There’s been something of a (very, very minor) controversy regarding a current TV2 show called ‘Catch a thief’ this features ‘reformed’ burglars as hosts, they break into a persons home and steal their stuff, and record everything they do, they then show the ‘victim’ how easy it was before getting in the experts to make the house secure with better locks, windows, alarm systems, etc. Then they try to break in again, and if the ‘victim’ has been following the new stay safe rules they’ve been given, it’s meant to be much more difficult.
The controversy isn’t that the show is basically an instruction guide for aspiring burglars who want to learn how to break in most quickly and easily, what to steal, and the expected price on the street. Though that ruction does exist, including a complaint to the Broadcasting Standards Authority.
No, indeed the controversy is that one of the ‘reformed’ burglar hosts doesn’t actually seem to be reformed. In fact while shooting the show co-host Veronica Jacomb was convicted and fined for her involvement in the theft of a digital camera from a Harvey Norman store on Victoria St in Auckland.
And now, in addition to her name being sullied all over NZ with articles in the New Zealand Herald, on Stuff and NZCity, and so on, her exploits are now entertaining people the world over, including mentions on popular sites like Yahoo & Altavista, here are a few samples all the way from China, the Netherlands, and Usania:
Taipei Times (China)
Reformed thief backslides
A woman described as a reformed thief who hosted an anti-crime TV program stole a camera from a shop while the series was being filmed, the New Zealand Herald reported yesterday. Veronica Jacomb, 28, pleaded guilty in the Auckland District Court on April 29 to stealing a digital camera in the final days of filming the series.LekkerDoelloos (Netherlands)
Presentator anti-diefstal programma is een dief
De presentatot van een Ani-diefstal programma in Nieuw Zeeland heeft na de laatste opname een digitale camera gepikt in een winkel, de presentator – vroeger een dief- zei te zijn bekeerd maar na de opnames kon Veronica Jacomb (28) het blijkbaar niet laten nog eens te stelen.Criminal Record Info (USA)
The host of TV2 programme To Catch A Thief was caught stealing at the time the show was being filmed. Veronica Jacomb pleaded guilty in the Auckland District Court to stealing a camera valued at $900.
But she’s not just a ‘former’ burglar, since 1997 she’s also been convicted for dealing P, assault, receiving stolen goods, and using a document.
What none of these articles tell you is the really important fact that she pashed me in a bus on the way back from camp in Rotorua in 1992, then asked me to be her ‘boyfriend’ about a week or two later.

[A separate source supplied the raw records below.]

//! Shared application state.

use crate::config::Config;
use flowcap_core::{RecordingArchive, RecordingAssembler, SessionStore};
use std::sync::Arc;

/// Shared application state.
pub struct AppState {
    pub session_store: Arc<SessionStore>,
    pub assembler: Arc<RecordingAssembler>,
    pub archive: Arc<RecordingArchive>,
    pub config: Config,
}

impl AppState {
    pub fn new(config: Config) -> Self {
        let session_store =
            Arc::new(SessionStore::new().with_dedup_window(config.dedup_window_ms));
        let assembler = Arc::new(
            RecordingAssembler::new().with_limits(config.max_chunk_bytes, config.max_total_chunks),
        );
        let archive = Arc::new(RecordingArchive::new());

        Self {
            session_store,
            assembler,
            archive,
            config,
        }
    }
}
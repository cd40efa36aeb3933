//! Live feed WebSocket for dashboards.
//!
//! Forwards store notifications (ingests, merges, completed recordings,
//! links, sweeps) to every connected client. Strictly best-effort: a slow
//! client skips messages, and the pipeline never waits on the feed.

use crate::state::AppState;
use anyhow::Result;
use axum::extract::ws::{Message, WebSocket};
use flowcap_core::StoreEvent;
use flowcap_types::FeedMessage;
use futures::{SinkExt, StreamExt};
use std::sync::Arc;
use tokio_stream::wrappers::BroadcastStream;

/// Translate a store notification into its wire form.
fn feed_message(event: StoreEvent) -> FeedMessage {
    match event {
        StoreEvent::EventIngested {
            session_id,
            kind,
            timestamp,
        } => FeedMessage::EventIngested {
            session_id,
            kind: kind.to_string(),
            timestamp,
        },
        StoreEvent::SessionMerged {
            from,
            into,
            migrated_events,
        } => FeedMessage::SessionMerged {
            from,
            into,
            migrated_events,
        },
        StoreEvent::RecordingCompleted {
            recording_id,
            size_bytes,
        } => FeedMessage::RecordingCompleted {
            recording_id,
            size_bytes,
        },
        StoreEvent::RecordingLinked {
            recording_id,
            session_id,
            overlap_ms,
        } => FeedMessage::RecordingLinked {
            recording_id,
            session_id,
            overlap_ms,
        },
        StoreEvent::SweepCompleted {
            removed_sessions,
            removed_buffers,
        } => FeedMessage::SweepCompleted {
            removed_sessions,
            removed_buffers,
        },
    }
}

/// Handle one feed connection.
pub async fn handle_feed_socket(socket: WebSocket, state: Arc<AppState>) -> Result<()> {
    let (mut ws_tx, mut ws_rx) = socket.split();

    // One merged stream over both stores' notification channels
    let store_rx = BroadcastStream::new(state.session_store.subscribe());
    let assembler_rx = BroadcastStream::new(state.assembler.subscribe());
    let mut events = futures::stream::select(store_rx, assembler_rx);

    tracing::info!(target: "flowcap::ws", "Feed client connected");

    // Forward notifications until the client goes away
    let mut send_task = tokio::spawn(async move {
        while let Some(event) = events.next().await {
            // A lagged receiver reports the gap and keeps going
            let Ok(event) = event else { continue };
            let json = match serde_json::to_string(&feed_message(event)) {
                Ok(j) => j,
                Err(_) => continue,
            };
            if ws_tx.send(Message::Text(json.into())).await.is_err() {
                tracing::debug!(target: "flowcap::ws", "Feed client dropped mid-send");
                break;
            }
        }
    });

    // Incoming traffic is keepalive only
    let mut recv_task = tokio::spawn(async move {
        while let Some(Ok(msg)) = ws_rx.next().await {
            match msg {
                Message::Ping(_) => {
                    // Pong is handled automatically by axum
                    tracing::trace!(target: "flowcap::ws::keepalive", "Ping from feed client");
                }
                Message::Close(_) => {
                    tracing::debug!(target: "flowcap::ws", "Feed client closed the connection");
                    break;
                }
                _ => {}
            }
        }
    });

    // Wait for either task to finish
    tokio::select! {
        _ = &mut send_task => {
            recv_task.abort();
        }
        _ = &mut recv_task => {
            send_task.abort();
        }
    }

    tracing::info!(target: "flowcap::ws", "Feed client disconnected");
    Ok(())
}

Of course it wasn’t much of a relationship by adult standards – We spoke on the phone an awful lot and wrote letters and stuff, but we couldn’t meet very often, being young teenagers on the other side of the city (and me being incredibly unmotivated – even at the prospect of hot young girls that thought I was cool) so it didn’t last very long, and obviously didn’t really go anywhere.
She was a super-lovely girl, though, with a great family — as much as you can judge that sort of thing from the outside, here’s a post by her father on a forum for people with the surname Jacomb.

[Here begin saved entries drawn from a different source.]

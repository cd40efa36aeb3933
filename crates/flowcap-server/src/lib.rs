//! Flowcap server library - the HTTP/WebSocket surface over the capture
//! pipeline.
//!
//! Routes, the live feed, and application state live here rather than in
//! main.rs so integration tests can drive the real router.

pub mod config;
pub mod feed;
pub mod logging;
pub mod routes;
pub mod state;
pub mod sweep;
//! Recording upload, completion, and archive access.
//!
//! Clients stream base64 chunks while recording, then call complete once.
//! Completion assembles the bytes, tries to attach the recording to the
//! session it overlaps in time, and hands the result to the archive.

use crate::routes::error_response;
use crate::state::AppState;
use axum::extract::{Path, Query, State};
use axum::http::StatusCode;
use axum::Json;
use base64::engine::general_purpose::STANDARD as BASE64;
use base64::Engine;
use flowcap_core::FlowcapError;
use flowcap_types::{ChunkReceipt, RecordingMeta};
use serde::{Deserialize, Serialize};
use std::sync::Arc;
use std::time::Duration;
use tracing::debug;

/// Request body for one chunk upload.
#[derive(Deserialize)]
#[serde(rename_all = "camelCase")]
pub struct ChunkUpload {
    pub index: usize,
    pub total: usize,
    /// Base64-encoded chunk payload.
    pub data: String,
    #[serde(default)]
    pub mime_type: Option<String>,
    #[serde(default)]
    pub recording_start_timestamp: Option<u64>,
}

/// POST /api/recordings/{id}/chunks - Buffer one chunk.
pub async fn put_chunk(
    State(state): State<Arc<AppState>>,
    Path(id): Path<String>,
    Json(upload): Json<ChunkUpload>,
) -> Result<Json<ChunkReceipt>, (StatusCode, String)> {
    debug!(
        target: "flowcap::api",
        "Chunk {}/{} for recording {}",
        upload.index, upload.total, id
    );

    let deadline = Duration::from_millis(state.config.request_timeout_ms);
    let receipt = tokio::time::timeout(
        deadline,
        state.assembler.put_chunk(
            &id,
            upload.index,
            upload.total,
            &upload.data,
            upload.mime_type,
            upload.recording_start_timestamp,
        ),
    )
    .await
    .map_err(|_| error_response(FlowcapError::Timeout))?
    .map_err(error_response)?;

    Ok(Json(receipt))
}

/// Request body for completing a recording; every field is optional.
#[derive(Deserialize, Default)]
#[serde(rename_all = "camelCase", default)]
pub struct CompleteRequest {
    pub duration_ms: Option<u64>,
    pub mime_type: Option<String>,
    pub completion_timestamp: Option<u64>,
}

#[derive(Serialize)]
#[serde(rename_all = "camelCase")]
pub struct CompleteResponse {
    pub ok: bool,
    pub recording_id: String,
    pub size_bytes: usize,
    pub sha256: String,
    /// Whether a session overlapped enough to claim this recording.
    pub linked: bool,
    #[serde(skip_serializing_if = "Option::is_none")]
    pub session_id: Option<String>,
}

/// POST /api/recordings/{id}/complete - Assemble, link, and archive.
///
/// The deadline covers only the assembly step. Once the bytes exist, the
/// link attempt and archive insert always run to completion, so a timeout
/// can never leave an assembled recording unarchived.
pub async fn complete(
    State(state): State<Arc<AppState>>,
    Path(id): Path<String>,
    body: Option<Json<CompleteRequest>>,
) -> Result<Json<CompleteResponse>, (StatusCode, String)> {
    let request = body.map(|Json(request)| request).unwrap_or_default();

    let deadline = Duration::from_millis(state.config.request_timeout_ms);
    let recording = tokio::time::timeout(
        deadline,
        state.assembler.complete(
            &id,
            request.duration_ms,
            request.mime_type,
            request.completion_timestamp,
        ),
    )
    .await
    .map_err(|_| error_response(FlowcapError::Timeout))?
    .map_err(error_response)?;

    let outcome = state
        .session_store
        .link_recording(&id, recording.completion_timestamp, recording.duration_ms)
        .await;

    let response = CompleteResponse {
        ok: true,
        recording_id: recording.recording_id.clone(),
        size_bytes: recording.size_bytes,
        sha256: recording.sha256.clone(),
        linked: outcome.linked,
        session_id: outcome.session_id.clone(),
    };
    state.archive.insert(recording, outcome.session_id);

    Ok(Json(response))
}

/// GET /api/recordings - Archive metadata, newest completion first.
pub async fn list(State(state): State<Arc<AppState>>) -> Json<Vec<RecordingMeta>> {
    Json(state.archive.list())
}

#[derive(Deserialize, Default)]
pub struct FetchParams {
    /// Include the base64 payload in the response.
    #[serde(default)]
    pub data: bool,
}

#[derive(Serialize)]
#[serde(rename_all = "camelCase")]
pub struct RecordingResponse {
    #[serde(flatten)]
    pub meta: RecordingMeta,
    #[serde(skip_serializing_if = "Option::is_none")]
    pub data: Option<String>,
}

/// GET /api/recordings/{id} - Metadata, plus the payload with `?data=true`.
pub async fn get(
    State(state): State<Arc<AppState>>,
    Path(id): Path<String>,
    Query(params): Query<FetchParams>,
) -> Result<Json<RecordingResponse>, (StatusCode, String)> {
    if params.data {
        let (meta, data) = state
            .archive
            .fetch(&id)
            .ok_or_else(|| error_response(FlowcapError::UnknownRecording(id.clone())))?;
        return Ok(Json(RecordingResponse {
            meta,
            data: Some(BASE64.encode(data)),
        }));
    }

    let meta = state
        .archive
        .meta(&id)
        .ok_or_else(|| error_response(FlowcapError::UnknownRecording(id.clone())))?;
    Ok(Json(RecordingResponse { meta, data: None }))
}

Here’s a really unfairly unflattering photo of her in my room, wearing my red ski hat and gigantic jeans. (In the background you can see my super eclectic tastes of the day, including basketball posters, cardboard skeletons, Jimi Hendrix fliers, and all manner of other junk.) Click for the bigness.
Unfortunately, she started hanging out with some real scumbags, and I guess this is where her slide started, a while after we broke up we went out with a couple of her ‘friends’ and, charmingly, one of them stole a camera I’d borrowed off a professional photographer friend, then bolted for his car while I was chatting away to someone (we were in an awesome full floor apartment in a building on Shortland Street), and drove directly to a gang run house to sell the camera to a fence.
Nice guy, eh?
Luckily for me, she was straight up with me about it when I asked, so I knew exactly what that fucker Matthew (a real dodgy piece of shit, so I didn’t make any effort to remember his surname) had done and where he’d taken it when I made my formal complaint to the police, it makes it really easy for them when you can give them names dates and addresses, so I did.
They busted the house, got the camera back, and charged that dirty little prick (and no doubt others involved in the greater organisation) – and recovered heaps of stolen gear, from memory including a couple of motorcycles and all of the sundry household electronics you’d expect.
Oh, a few months later he spotted me in the city with a group of friends and whined about how shitty it was for me to bust him. I’m usually only verbally abusive with fuckwits like this guy, but I just about busted him in the fucking jaw for that.
A couple of years later I heard that she was working as a prostitute and had gotten pregnant to the bouncer of a brothel, but by that stage I was well out of contact with anyone in her circle of friends, so that might just be spuriours rumour. (Though I note from one of the links above that she has a son named Dre, so who knows?)
Poor girl. I’m not kidding when I say she was lovely. She was really nice and friendly, and lots of fun.